#### [What to do]
Please output the entries below exactly as they are.

Data extracted from a collection:
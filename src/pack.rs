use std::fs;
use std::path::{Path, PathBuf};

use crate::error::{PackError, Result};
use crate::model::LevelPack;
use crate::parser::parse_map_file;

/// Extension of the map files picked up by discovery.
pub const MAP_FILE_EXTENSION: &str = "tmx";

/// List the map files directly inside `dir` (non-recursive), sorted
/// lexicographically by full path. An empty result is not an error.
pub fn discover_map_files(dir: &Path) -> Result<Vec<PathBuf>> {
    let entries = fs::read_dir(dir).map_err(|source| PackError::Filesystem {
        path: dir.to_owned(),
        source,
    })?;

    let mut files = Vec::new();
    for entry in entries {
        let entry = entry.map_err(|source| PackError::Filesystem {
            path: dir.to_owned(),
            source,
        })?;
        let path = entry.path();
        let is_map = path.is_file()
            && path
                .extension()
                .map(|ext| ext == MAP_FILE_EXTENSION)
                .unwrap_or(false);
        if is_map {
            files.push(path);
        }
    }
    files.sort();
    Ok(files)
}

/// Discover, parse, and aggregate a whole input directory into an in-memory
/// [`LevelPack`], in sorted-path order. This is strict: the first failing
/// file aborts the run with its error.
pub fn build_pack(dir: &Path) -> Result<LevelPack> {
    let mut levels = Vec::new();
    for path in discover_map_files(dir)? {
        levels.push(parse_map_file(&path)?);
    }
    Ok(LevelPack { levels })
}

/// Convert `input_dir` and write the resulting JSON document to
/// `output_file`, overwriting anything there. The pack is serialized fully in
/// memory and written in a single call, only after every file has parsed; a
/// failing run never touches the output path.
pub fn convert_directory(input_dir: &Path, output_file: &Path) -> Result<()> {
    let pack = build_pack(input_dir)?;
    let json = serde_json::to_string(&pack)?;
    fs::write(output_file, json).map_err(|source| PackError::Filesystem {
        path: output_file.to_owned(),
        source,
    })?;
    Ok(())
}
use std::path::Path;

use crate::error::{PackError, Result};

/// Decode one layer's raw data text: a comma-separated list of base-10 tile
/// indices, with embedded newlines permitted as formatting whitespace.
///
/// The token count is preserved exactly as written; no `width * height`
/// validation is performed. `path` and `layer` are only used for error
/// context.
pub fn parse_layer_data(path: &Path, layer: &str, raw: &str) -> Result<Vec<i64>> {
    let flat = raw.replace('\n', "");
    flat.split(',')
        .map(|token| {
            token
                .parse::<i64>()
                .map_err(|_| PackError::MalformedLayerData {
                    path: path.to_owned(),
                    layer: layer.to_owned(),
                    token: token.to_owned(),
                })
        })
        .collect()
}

#### [Task solution]
filename src/pack.rs
use std::fs;
use std::path::{Path, PathBuf};

use crate::error::{PackError, Result};
use crate::model::LevelPack;
use crate::parser::parse_map_file;

/// Extension of the map files picked up by discovery.
pub const MAP_FILE_EXTENSION: &str = "tmx";

/// List the map files directly inside `dir` (non-recursive), sorted
/// lexicographically by full path. An empty result is not an error.
pub fn discover_map_files(dir: &Path) -> Result<Vec<PathBuf>> {
    let entries = fs::read_dir(dir).map_err(|source| PackError::Filesystem {
        path: dir.to_owned(),
        source,
    })?;

    let mut files = Vec::new();
    for entry in entries {
        let entry = entry.map_err(|source| PackError::Filesystem {
            path: dir.to_owned(),
            source,
        })?;
        let path = entry.path();
        let is_map = path.is_file()
            && path
                .extension()
                .map(|ext| ext == MAP_FILE_EXTENSION)
                .unwrap_or(false);
        if is_map {
            files.push(path);
        }
    }
    files.sort();
    Ok(files)
}

/// Discover, parse, and aggregate a whole input directory into an in-memory
/// [`LevelPack`], in sorted-path order. This is strict: the first failing
/// file aborts the run with its error.
pub fn build_pack(dir: &Path) -> Result<LevelPack> {
    let mut levels = Vec::new();
    for path in discover_map_files(dir)? {
        levels.push(parse_map_file(&path)?);
    }
    Ok(LevelPack { levels })
}

/// Convert `input_dir` and write the resulting JSON document to
/// `output_file`, overwriting anything there. The pack is serialized fully in
/// memory and written in a single call, only after every file has parsed; a
/// failing run never touches the output path.
pub fn convert_directory(input_dir: &Path, output_file: &Path) -> Result<()> {
    let pack = build_pack(input_dir)?;
    let json = serde_json::to_string(&pack)?;
    fs::write(output_file, json).map_err(|source| PackError::Filesystem {
        path: output_file.to_owned(),
        source,
    })?;
    Ok(())
}
use std::path::Path;

use crate::error::{PackError, Result};

/// Decode one layer's raw data text: a comma-separated list of base-10 tile
/// indices, with embedded newlines permitted as formatting whitespace.
///
/// The token count is preserved exactly as written; no `width * height`
/// validation is performed. `path` and `layer` are only used for error
/// context.
pub fn parse_layer_data(path: &Path, layer: &str, raw: &str) -> Result<Vec<i64>> {
    let flat = raw.replace('\n', "");
    flat.split(',')
        .map(|token| {
            token
                .parse::<i64>()
                .map_err(|_| PackError::MalformedLayerData {
                    path: path.to_owned(),
                    layer: layer.to_owned(),
                    token: token.to_owned(),
                })
        })
        .collect()
}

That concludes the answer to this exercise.